───── Material supplied
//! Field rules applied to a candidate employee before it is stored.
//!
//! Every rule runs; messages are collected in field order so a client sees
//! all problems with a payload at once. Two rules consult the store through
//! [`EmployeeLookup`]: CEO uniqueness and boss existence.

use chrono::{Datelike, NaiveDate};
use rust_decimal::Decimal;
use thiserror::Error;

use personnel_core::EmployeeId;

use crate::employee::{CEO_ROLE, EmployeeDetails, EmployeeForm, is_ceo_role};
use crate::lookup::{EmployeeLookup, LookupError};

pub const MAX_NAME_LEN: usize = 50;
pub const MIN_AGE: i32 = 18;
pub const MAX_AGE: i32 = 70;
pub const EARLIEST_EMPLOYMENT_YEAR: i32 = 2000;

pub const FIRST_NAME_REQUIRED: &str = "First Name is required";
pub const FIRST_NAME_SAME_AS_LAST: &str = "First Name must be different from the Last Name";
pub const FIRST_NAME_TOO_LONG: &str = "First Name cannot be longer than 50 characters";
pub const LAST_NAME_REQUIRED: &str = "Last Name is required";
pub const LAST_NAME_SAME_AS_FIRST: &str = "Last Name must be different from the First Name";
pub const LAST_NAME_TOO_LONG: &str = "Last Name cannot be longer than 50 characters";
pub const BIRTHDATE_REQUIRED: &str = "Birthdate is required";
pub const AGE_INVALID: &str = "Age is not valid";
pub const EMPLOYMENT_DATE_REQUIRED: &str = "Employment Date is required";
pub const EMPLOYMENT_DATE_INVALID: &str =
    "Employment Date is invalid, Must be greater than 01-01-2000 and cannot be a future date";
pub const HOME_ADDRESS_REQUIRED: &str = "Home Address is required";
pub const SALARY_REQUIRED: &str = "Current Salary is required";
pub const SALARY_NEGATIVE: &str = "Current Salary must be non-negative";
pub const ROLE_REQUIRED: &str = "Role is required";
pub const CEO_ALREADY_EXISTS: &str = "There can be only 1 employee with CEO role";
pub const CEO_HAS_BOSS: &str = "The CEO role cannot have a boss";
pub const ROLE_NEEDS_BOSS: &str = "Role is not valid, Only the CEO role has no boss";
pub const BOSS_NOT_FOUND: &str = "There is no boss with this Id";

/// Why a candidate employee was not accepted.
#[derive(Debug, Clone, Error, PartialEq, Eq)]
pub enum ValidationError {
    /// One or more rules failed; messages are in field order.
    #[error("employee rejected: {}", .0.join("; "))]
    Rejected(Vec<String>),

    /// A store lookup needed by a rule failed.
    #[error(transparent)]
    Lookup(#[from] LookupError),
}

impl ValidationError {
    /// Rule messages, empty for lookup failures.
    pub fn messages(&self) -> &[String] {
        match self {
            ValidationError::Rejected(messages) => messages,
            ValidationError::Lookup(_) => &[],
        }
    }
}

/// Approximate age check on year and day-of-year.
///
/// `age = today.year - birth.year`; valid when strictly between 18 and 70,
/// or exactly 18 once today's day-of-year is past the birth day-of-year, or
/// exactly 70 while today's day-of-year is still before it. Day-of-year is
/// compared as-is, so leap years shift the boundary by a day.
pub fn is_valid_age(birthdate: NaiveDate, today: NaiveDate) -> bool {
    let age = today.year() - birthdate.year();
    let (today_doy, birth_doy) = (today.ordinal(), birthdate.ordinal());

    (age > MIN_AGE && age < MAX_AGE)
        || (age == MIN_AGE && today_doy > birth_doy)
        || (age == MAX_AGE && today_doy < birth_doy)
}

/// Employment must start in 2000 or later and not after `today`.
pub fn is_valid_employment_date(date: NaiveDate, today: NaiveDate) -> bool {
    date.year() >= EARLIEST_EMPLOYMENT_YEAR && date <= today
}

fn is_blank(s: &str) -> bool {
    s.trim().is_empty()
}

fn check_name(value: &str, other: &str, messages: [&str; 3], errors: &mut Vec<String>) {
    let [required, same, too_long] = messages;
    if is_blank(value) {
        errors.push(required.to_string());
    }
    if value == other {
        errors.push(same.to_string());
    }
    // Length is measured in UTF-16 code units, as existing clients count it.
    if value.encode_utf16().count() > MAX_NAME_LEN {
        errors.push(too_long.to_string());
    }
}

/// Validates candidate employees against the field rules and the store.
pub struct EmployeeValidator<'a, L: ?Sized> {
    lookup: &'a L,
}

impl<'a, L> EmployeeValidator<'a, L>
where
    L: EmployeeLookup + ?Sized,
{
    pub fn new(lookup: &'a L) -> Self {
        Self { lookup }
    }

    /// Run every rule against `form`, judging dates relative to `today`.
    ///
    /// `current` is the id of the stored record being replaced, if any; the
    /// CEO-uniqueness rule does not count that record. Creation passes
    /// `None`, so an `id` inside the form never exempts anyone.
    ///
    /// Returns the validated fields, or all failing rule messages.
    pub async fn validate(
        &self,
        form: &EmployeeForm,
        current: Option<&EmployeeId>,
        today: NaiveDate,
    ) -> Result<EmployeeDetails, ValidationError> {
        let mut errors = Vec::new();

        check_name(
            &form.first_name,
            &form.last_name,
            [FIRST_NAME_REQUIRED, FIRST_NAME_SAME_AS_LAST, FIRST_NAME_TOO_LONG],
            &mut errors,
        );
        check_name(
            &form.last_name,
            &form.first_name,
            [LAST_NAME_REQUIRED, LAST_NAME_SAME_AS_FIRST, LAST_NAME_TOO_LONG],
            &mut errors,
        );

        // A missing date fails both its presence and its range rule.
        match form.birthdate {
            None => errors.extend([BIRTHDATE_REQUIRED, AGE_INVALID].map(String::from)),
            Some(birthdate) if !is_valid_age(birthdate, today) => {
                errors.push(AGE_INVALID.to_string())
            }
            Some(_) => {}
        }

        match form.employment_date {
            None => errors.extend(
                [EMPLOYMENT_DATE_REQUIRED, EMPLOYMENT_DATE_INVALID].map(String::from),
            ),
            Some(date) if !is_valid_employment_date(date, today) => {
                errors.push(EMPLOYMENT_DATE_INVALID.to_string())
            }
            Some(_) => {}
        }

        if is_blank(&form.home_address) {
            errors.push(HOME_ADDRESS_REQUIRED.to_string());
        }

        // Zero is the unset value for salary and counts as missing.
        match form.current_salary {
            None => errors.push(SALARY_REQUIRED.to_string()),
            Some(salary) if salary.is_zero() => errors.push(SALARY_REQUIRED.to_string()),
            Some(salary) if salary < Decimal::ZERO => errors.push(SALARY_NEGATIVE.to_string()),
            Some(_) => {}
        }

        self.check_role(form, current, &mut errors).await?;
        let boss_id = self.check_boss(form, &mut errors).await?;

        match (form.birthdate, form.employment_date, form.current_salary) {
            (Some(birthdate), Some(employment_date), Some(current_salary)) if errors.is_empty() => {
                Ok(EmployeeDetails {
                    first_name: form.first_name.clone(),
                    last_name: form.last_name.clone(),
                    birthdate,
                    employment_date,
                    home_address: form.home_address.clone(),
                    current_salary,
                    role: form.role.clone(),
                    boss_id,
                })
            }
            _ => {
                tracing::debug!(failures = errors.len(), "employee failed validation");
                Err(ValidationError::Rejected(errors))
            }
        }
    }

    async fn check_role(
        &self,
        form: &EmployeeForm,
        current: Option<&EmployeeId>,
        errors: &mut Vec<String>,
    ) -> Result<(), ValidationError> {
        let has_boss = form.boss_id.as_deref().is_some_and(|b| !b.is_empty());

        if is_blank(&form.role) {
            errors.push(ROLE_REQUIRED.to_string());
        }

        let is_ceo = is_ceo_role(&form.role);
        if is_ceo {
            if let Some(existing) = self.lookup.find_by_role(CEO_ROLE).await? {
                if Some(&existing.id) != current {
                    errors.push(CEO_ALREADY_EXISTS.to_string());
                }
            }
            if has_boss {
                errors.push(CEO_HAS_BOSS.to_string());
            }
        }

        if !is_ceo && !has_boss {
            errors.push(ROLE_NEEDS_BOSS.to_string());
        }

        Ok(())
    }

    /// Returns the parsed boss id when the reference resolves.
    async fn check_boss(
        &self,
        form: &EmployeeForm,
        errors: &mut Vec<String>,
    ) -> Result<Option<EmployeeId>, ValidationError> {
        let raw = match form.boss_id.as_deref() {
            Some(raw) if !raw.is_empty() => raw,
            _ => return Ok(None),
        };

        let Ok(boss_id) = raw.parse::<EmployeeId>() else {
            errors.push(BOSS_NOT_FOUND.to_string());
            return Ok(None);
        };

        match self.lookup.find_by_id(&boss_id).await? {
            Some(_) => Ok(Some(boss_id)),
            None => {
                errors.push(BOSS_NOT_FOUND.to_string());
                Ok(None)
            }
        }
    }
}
──────────
───── Material supplied
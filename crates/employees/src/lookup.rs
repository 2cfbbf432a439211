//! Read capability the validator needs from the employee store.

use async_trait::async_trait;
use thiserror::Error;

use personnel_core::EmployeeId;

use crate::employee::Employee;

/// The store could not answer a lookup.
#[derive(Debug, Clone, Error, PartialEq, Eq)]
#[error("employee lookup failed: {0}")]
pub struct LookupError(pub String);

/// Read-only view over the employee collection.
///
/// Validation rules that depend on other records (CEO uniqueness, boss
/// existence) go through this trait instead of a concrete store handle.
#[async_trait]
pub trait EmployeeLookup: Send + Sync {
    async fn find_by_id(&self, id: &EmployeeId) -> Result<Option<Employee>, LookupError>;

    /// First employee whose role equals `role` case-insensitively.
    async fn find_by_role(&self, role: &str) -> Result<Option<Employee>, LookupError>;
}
──────────
▸ What you need to do
Reprint exactly the lines above that start at the one with "it is stored." and end at the one with "is invalid, Must", keeping both and adding none.

▸ Completed exercise
//! Field rules applied to a candidate employee before it is stored.
//!
//! Every rule runs; messages are collected in field order so a client sees
//! all problems with a payload at once. Two rules consult the store through
//! [`EmployeeLookup`]: CEO uniqueness and boss existence.

use chrono::{Datelike, NaiveDate};
use rust_decimal::Decimal;
use thiserror::Error;

use personnel_core::EmployeeId;

use crate::employee::{CEO_ROLE, EmployeeDetails, EmployeeForm, is_ceo_role};
use crate::lookup::{EmployeeLookup, LookupError};

pub const MAX_NAME_LEN: usize = 50;
pub const MIN_AGE: i32 = 18;
pub const MAX_AGE: i32 = 70;
pub const EARLIEST_EMPLOYMENT_YEAR: i32 = 2000;

pub const FIRST_NAME_REQUIRED: &str = "First Name is required";
pub const FIRST_NAME_SAME_AS_LAST: &str = "First Name must be different from the Last Name";
pub const FIRST_NAME_TOO_LONG: &str = "First Name cannot be longer than 50 characters";
pub const LAST_NAME_REQUIRED: &str = "Last Name is required";
pub const LAST_NAME_SAME_AS_FIRST: &str = "Last Name must be different from the First Name";
pub const LAST_NAME_TOO_LONG: &str = "Last Name cannot be longer than 50 characters";
pub const BIRTHDATE_REQUIRED: &str = "Birthdate is required";
pub const AGE_INVALID: &str = "Age is not valid";
pub const EMPLOYMENT_DATE_REQUIRED: &str = "Employment Date is required";
pub const EMPLOYMENT_DATE_INVALID: &str =
    "Employment Date is invalid, Must be greater than 01-01-2000 and cannot be a future date";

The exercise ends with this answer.